Hinsichtlich des Merkmals i) ist anhand der Fig. 1 und 2 der Druckschrift PV1 erkennbar, dass sich die Luftleitbleche 10 unter Bildung eines Freiraumes für die Seitenbläser 4 nicht bis zur in einer senkrechten Lage befindlichen Bogenklappe erstrecken.
Der Gegenstand nach Anspruch 1 unterscheidet sich somit von demjenigen der PV1 dadurch, dass die Luftleitbleche nur im vorderen Drittel des Bogenstapels angeordnet sind und sich bis zur in einer senkrechten Lage befindlichen Bogenklappe erstrecken.
Eine Anregung hierzu ist auch aus dem weiteren im Verfahren befindlichen Stand der Technik nicht zu erkennen.
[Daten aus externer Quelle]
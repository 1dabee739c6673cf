mod color;
mod controls;
mod error;
mod gpu;
mod interactive;
mod layout;
mod loader;
mod render;
mod scene;

#[cfg(test)]
mod tests;

// Re-export public API
pub use color::{BackgroundPreset, ClearColor, ViewerState};
pub use controls::{OrbitControls, OrbitInput};
pub use error::{GpuError, LoadError, RenderError, SceneError, ViewerError};
pub use interactive::{FrameLoop, FrameScheduler, Viewer, ViewerConfig, run_viewer};
pub use layout::{PageLayout, SurfaceMetrics};
pub use loader::{AssetLoader, LoadEvent, decode_glb};
pub use render::Rasterizer;
pub use scene::{Model, PerspectiveCamera, Scene};

fn main() {
    if let Err(e) = run_viewer(ViewerConfig::default()) {
        eprintln!("Error: {}", e);
        std::process::exit(1);
    }
}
Der Gegenstand der Druckschrift PV2 entspricht nahezu vollständig demjenigen der PV1. Der Gegenstand nach Anspruch 1 weist somit die gleichen Unterschiede zu demjenigen der PV2 wie zu demjenigen der PV1 auf. Der geltend gemachten Vorbenutzung gemäß D1 bis D7.2 ist die Anordnung von so genannten Lufthaltegurten entnehmbar, vgl. D4, Punkt 8. und D5, rechte Spalte Mitte ("Lufthaltegurt und seitl. Papieranschlag") sowie die Bilder der D7.2. Diese Lufthaltegurte haben nach Überzeugung des Senats (im Unterschied zur Auffassung der Patentinhaberin) den selben Zweck wie Luftleitbleche und werden vom Fachmann entsprechend diesem Zweck ausgebildet, beispielsweise ausreichend steif und ausreichend gespannt. Allerdings sind diese Lufthaltegurte in ihrer Länge einstellbar ausgebildet, wie deutlich aus einem Vergleich der beiden Bilder des Dokuments D7.2 erkennbar ist. Der Fachmann entnimmt diesen Bildern mangels anderer Hinweise die Lehre, dass diese Einstellbarkeit zur Längenanpassung der Lufthaltegurte an die Länge der zu fördernden Bögen dient, um dadurch die Aufrechterhaltung des erzeugten Luftpolsters sicherzustellen. Somit wird auch durch die angebliche Vorbenutzung gemäß D1 bis D7.2 keine Anregung dazu gegeben, die Luftleitbleche (nur) im vorderen Drittel des Bogenstapels anzuordnen. Auf den Nachweis des Zutreffens der zu der offenkundigen Vorbenutzung geltend gemachten Tatsachen kommt es somit hier nicht mehr an.
Schließlich ist auch aus dem Fachwissen eine Anregung dazu nicht erkennbar, die Luftleitbleche (nur) im vorderen Drittel des Bogenstapels anzuordnen. Denn der Fachmann käme nicht auf den Gedanken, ein zur Ausbildung und Aufrechterhaltung eines Luftpolsters notwendiges Bauteil zu kürzen, weil dann entweder das Luftpolster nicht im notwendigen Maß aufgebaut werden könnte oder hierzu mehr Energie aufgewendet werden müsste.
Eine Einrichtung zum Führen von Bogen für einen Bogenanleger mit den im Anspruch 1 angegebenen Merkmalen ist somit nicht nahe gelegt und beruht folglich auf einer erfinderischen Tätigkeit. Der Gegenstand des geltenden Anspruchs 1
ist daher patentfähig. Der Anspruch 1 trägt die auf ihn rückbezogenen Ansprüche 2 bis 7, welche vorteilhafte nicht selbstverständliche Weiterbildungen der patentgemäßen Einrichtung betreffen. Sie haben daher zusammen mit dem geltenden Anspruch 1 ebenfalls Bestand.